Notes to Consolidated Financial Statements March 31, 2009 and 2008
(3) Fair Value Measurements (continued):
The Company’s Level 1 assets are comprised of U.S. Treasury securities, which are highly liquid and traded in active exchange markets.
The Company uses the quoted market prices as fair value for assets classified as Level 1. The Company receives quoted market prices from a third party, a nationally recognized pricing service. Prices are obtained from available sources for market transactions involving identical assets. For the majority of Level 1 investments, the Company receives quoted market prices from an independent pricing service. The Company validates primary source prices by back testing to trade data to confirm that the pricing service’s significant inputs are observable. The Company also compares the prices received from the third party service to alternate third party sources to validate the consistency of the prices received on securities.
Level 2 —Fair value is based on significant inputs, other than Level 1 inputs, that are observable for the asset or liability, either directly or indirectly, for substantially the full term of the asset through corroboration with observable market data. Level 2 inputs include quoted market prices in active markets for similar assets, non-binding quotes in markets that are not active for identical or similar assets and other market observable inputs (e.g., interest rates, yield curves, prepayment speeds, default rates, loss severities, etc.).
The Company’s Level 2 assets include municipal debt obligations and corporate debt securities.

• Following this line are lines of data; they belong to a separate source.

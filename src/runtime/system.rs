//! System wiring and lifecycle management.

use std::sync::Arc;

use tracing::{error, info, warn};

use crate::clients::OrderStoreClient;
use crate::config::EngineConfig;
use crate::eta::{EtaEstimator, FallbackPredictor, HeuristicPredictor, LearnedPredictor, Predictor};
use crate::order_store;
use crate::service::OrderLifecycleService;
use crate::token::TokenIssuer;

/// The runtime orchestrator for the order lifecycle engine.
///
/// `CanteenSystem` is responsible for:
/// - **Lifecycle management**: starting the store actor and shutting it down
/// - **Dependency wiring**: composing the predictor stack once at startup and
///   injecting it, with the token issuer and store client, into the service
///
/// # Predictor wiring
///
/// With a configured scoring service, the estimator receives
/// `FallbackPredictor(LearnedPredictor, HeuristicPredictor)`; if the learned
/// client cannot even be constructed, or no service is configured, the
/// heuristic runs alone. Either way the engine always has a working predictor.
pub struct CanteenSystem {
    /// The lifecycle operations: create, advance, pickup, queue.
    pub orders: OrderLifecycleService,

    /// Direct store access for diagnostics and tests.
    pub store: OrderStoreClient,

    /// Task handles for running actors (used for graceful shutdown).
    handles: Vec<tokio::task::JoinHandle<()>>,
}

impl CanteenSystem {
    /// Spawns the store actor and wires the service per `config`.
    pub fn new(config: EngineConfig) -> Self {
        let (store_actor, store_client) = order_store::new();
        let store_handle = tokio::spawn(store_actor.run());

        let heuristic = HeuristicPredictor::new(&config.heuristic);
        let predictor: Arc<dyn Predictor> = match &config.predictor {
            Some(predictor_config) => match LearnedPredictor::new(predictor_config) {
                Ok(learned) => {
                    info!(url = %predictor_config.url, "Learned predictor enabled with heuristic fallback");
                    Arc::new(FallbackPredictor::new(learned, heuristic.clone()))
                }
                Err(e) => {
                    warn!(error = %e, "Learned predictor unavailable at startup, using heuristic");
                    Arc::new(heuristic.clone())
                }
            },
            None => Arc::new(heuristic.clone()),
        };
        let estimator = EtaEstimator::new(predictor, heuristic);

        let orders = OrderLifecycleService::new(
            store_client.clone(),
            estimator,
            TokenIssuer,
            &config,
        );

        Self {
            orders,
            store: store_client,
            handles: vec![store_handle],
        }
    }

    /// Gracefully shuts down the system: drops every client handle (closing
    /// the store channel) and waits for the actor tasks to finish.
    pub async fn shutdown(self) -> Result<(), String> {
        info!("Shutting down system...");

        drop(self.orders);
        drop(self.store);

        for handle in self.handles {
            if let Err(e) = handle.await {
                error!("Actor task failed: {:?}", e);
                return Err(format!("Actor task failed: {:?}", e));
            }
        }

        info!("System shutdown complete.");
        Ok(())
    }
}
//! Type-safe wrappers around the generic [`StoreClient`](crate::store::StoreClient).

pub mod order_client;
pub mod store_client;

pub use order_client::*;
pub use store_client::*;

The Company generally obtains valuations from third party pricing services and/or security dealers for identical or comparable assets or liabilities by obtaining non-binding broker quotes (when pricing service information is not available) in order to determine an estimate of fair value. The Company bases all of its estimates of fair value for assets on the bid price as it represents what a third party market participant would be willing to pay in an arm’s length transaction. Prices from pricing services are validated by the Company through comparison to prices from corroborating sources and are validated by back testing to trade data to confirm that the pricing service’s significant inputs are observable. Under certain conditions, the Company may conclude the prices received from independent third party pricing services or brokers are not reasonable or reflective of market activity or that significant inputs are not observable, in which case it may choose to over-ride the third-party pricing information or quotes received and apply internally developed values to the related assets or liabilities. In such cases, those valuations would be generally classified as Level 3. Generally, the Company utilizes an independent pricing service to price its municipal debt obligations and corporate debt securities. Currently, these securities are exhibiting low trade volume. The Company considers such investments to be in the Level 2 category.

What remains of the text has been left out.